RECORDED INFORMATION =
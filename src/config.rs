//! Application configuration loaded from environment variables.
//!
//! Configuration is loaded once at startup and validated before the server starts.
//!
//! ```bash
//! export LISTEN="0.0.0.0:3000"
//! export BASE_URL="https://s.example.com"
//!
//! # Optional remote log collector
//! export LOG_ENDPOINT="http://logs.example.com/evaluation-service/logs"
//! export LOG_TOKEN="..."
//! ```
//!
//! ## Optional Variables
//!
//! - `LISTEN` - Bind address (default: `0.0.0.0:3000`)
//! - `BASE_URL` - Public prefix of short links (default: `http://localhost:3000`)
//! - `RUST_LOG` - Log level (default: `info`)
//! - `LOG_FORMAT` - Log format: `text` or `json` (default: `text`)
//! - `DEFAULT_VALIDITY_MINUTES` - Link lifetime when a request omits it (default: 30)
//! - `LOG_ENDPOINT` - Remote log collector URL; remote logging is off when unset
//! - `LOG_TOKEN` - Bearer token for the collector, required with `LOG_ENDPOINT`
//! - `LOG_QUEUE_CAPACITY` - Log event buffer size (default: 1000, min: 10)
//! - `LOG_TIMEOUT_SECONDS` - Per-request timeout for the collector (default: 5)

use anyhow::{Context, Result};
use std::env;

use crate::application::services::link_service::DEFAULT_VALIDITY_MINUTES;

/// Service configuration loaded from environment variables.
#[derive(Debug, Clone)]
pub struct Config {
    pub listen_addr: String,
    pub base_url: String,
    pub log_level: String,
    pub log_format: String,
    pub default_validity_minutes: u32,
    /// Remote log collector. `None` keeps events in the local log only.
    pub log_endpoint: Option<String>,
    pub log_token: Option<String>,
    pub log_queue_capacity: usize,
    pub log_timeout_seconds: u64,
}

impl Config {
    /// Loads configuration from environment variables.
    ///
    /// # Errors
    ///
    /// Returns an error if a numeric variable is set but cannot be parsed.
    pub fn from_env() -> Result<Self> {
        let listen_addr = env::var("LISTEN").unwrap_or_else(|_| "0.0.0.0:3000".to_string());
        let base_url =
            env::var("BASE_URL").unwrap_or_else(|_| "http://localhost:3000".to_string());
        let log_level = env::var("RUST_LOG").unwrap_or_else(|_| "info".to_string());
        let log_format = env::var("LOG_FORMAT").unwrap_or_else(|_| "text".to_string());

        let default_validity_minutes =
            parse_var("DEFAULT_VALIDITY_MINUTES")?.unwrap_or(DEFAULT_VALIDITY_MINUTES);

        let log_endpoint = non_empty_var("LOG_ENDPOINT");
        let log_token = non_empty_var("LOG_TOKEN");

        let log_queue_capacity = parse_var("LOG_QUEUE_CAPACITY")?.unwrap_or(1_000);
        let log_timeout_seconds = parse_var("LOG_TIMEOUT_SECONDS")?.unwrap_or(5);

        Ok(Self {
            listen_addr,
            base_url,
            log_level,
            log_format,
            default_validity_minutes,
            log_endpoint,
            log_token,
            log_queue_capacity,
            log_timeout_seconds,
        })
    }

    /// Validates the configuration.
    ///
    /// # Errors
    ///
    /// Returns an error if:
    /// - `listen_addr` is not `host:port`
    /// - `base_url` or `log_endpoint` is not an http(s) URL
    /// - `log_format` is not `text` or `json`
    /// - `log_endpoint` is set without `log_token`
    /// - a numeric setting is out of range
    pub fn validate(&self) -> Result<()> {
        if !self.listen_addr.contains(':') {
            anyhow::bail!(
                "LISTEN must be in format 'host:port', got '{}'",
                self.listen_addr
            );
        }

        if !self.base_url.starts_with("http://") && !self.base_url.starts_with("https://") {
            anyhow::bail!(
                "BASE_URL must start with 'http://' or 'https://', got '{}'",
                self.base_url
            );
        }

        if self.log_format != "text" && self.log_format != "json" {
            anyhow::bail!(
                "LOG_FORMAT must be 'text' or 'json', got '{}'",
                self.log_format
            );
        }

        if self.default_validity_minutes == 0 {
            anyhow::bail!("DEFAULT_VALIDITY_MINUTES must be greater than 0");
        }

        if let Some(ref endpoint) = self.log_endpoint {
            if !endpoint.starts_with("http://") && !endpoint.starts_with("https://") {
                anyhow::bail!(
                    "LOG_ENDPOINT must start with 'http://' or 'https://', got '{}'",
                    endpoint
                );
            }

            if self.log_token.is_none() {
                anyhow::bail!("LOG_TOKEN must be set when LOG_ENDPOINT is provided");
            }
        }

        if self.log_queue_capacity < 10 {
            anyhow::bail!(
                "LOG_QUEUE_CAPACITY must be at least 10, got {}",
                self.log_queue_capacity
            );
        }

        if self.log_queue_capacity > 100_000 {
            anyhow::bail!(
                "LOG_QUEUE_CAPACITY is too large (max: 100000), got {}",
                self.log_queue_capacity
            );
        }

        if self.log_timeout_seconds == 0 {
            anyhow::bail!("LOG_TIMEOUT_SECONDS must be greater than 0");
        }

        Ok(())
    }

    /// Returns whether events are forwarded to a remote collector.
    pub fn is_remote_logging_enabled(&self) -> bool {
        self.log_endpoint.is_some()
    }

    /// Prints configuration summary (without sensitive data).
    pub fn print_summary(&self) {
        tracing::info!("Configuration loaded:");
        tracing::info!("  Listen address: {}", self.listen_addr);
        tracing::info!("  Base URL: {}", self.base_url);
        tracing::info!("  Default validity: {} min", self.default_validity_minutes);

        match (&self.log_endpoint, &self.log_token) {
            (Some(endpoint), Some(token)) => tracing::info!(
                "  Remote logging: {} (token {})",
                endpoint,
                mask_token(token)
            ),
            _ => tracing::info!("  Remote logging: disabled"),
        }

        tracing::info!("  Log level: {}", self.log_level);
        tracing::info!("  Log format: {}", self.log_format);
        tracing::info!("  Log queue capacity: {}", self.log_queue_capacity);
    }
}

/// Reads a variable, treating empty values as unset.
fn non_empty_var(name: &str) -> Option<String> {
    env::var(name).ok().filter(|v| !v.trim().is_empty())
}

/// Parses an optional numeric variable.
fn parse_var<T>(name: &str) -> Result<Option<T>>
where
    T: std::str::FromStr,
    T::Err: std::error::Error + Send + Sync + 'static,
{
    non_empty_var(name)
        .map(|v| {
            v.trim()
                .parse::<T>()
                .with_context(|| format!("{name} must be a number, got '{v}'"))
        })
        .transpose()
}

/// Masks a bearer token for logging, keeping only its last four characters.
///
/// - `abcdefgh12345` → `***2345`
/// - `abc` → `***`
fn mask_token(token: &str) -> String {
    let chars: Vec<char> = token.chars().collect();
    if chars.len() <= 8 {
        return "***".to_string();
    }

    let tail: String = chars[chars.len() - 4..].iter().collect();
    format!("***{tail}")
}

/// Loads and validates configuration from environment variables.
///
/// # Errors
///
/// Returns an error if a variable cannot be parsed or validation fails.
///
/// # Note
///
/// This function expects environment variables to be already loaded
/// (e.g., via `dotenvy::dotenv()` in `main.rs`).
pub fn load_from_env() -> Result<Config> {
    let config = Config::from_env()?;
    config.validate()?;
    Ok(config)
}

WHAT THE TASK REQUIRES = List every line above containing the word "Result".

SOLUTION BELOW =
use anyhow::{Context, Result};
    pub fn from_env() -> Result<Self> {
    pub fn validate(&self) -> Result<()> {
fn parse_var<T>(name: &str) -> Result<Option<T>>
pub fn load_from_env() -> Result<Config> {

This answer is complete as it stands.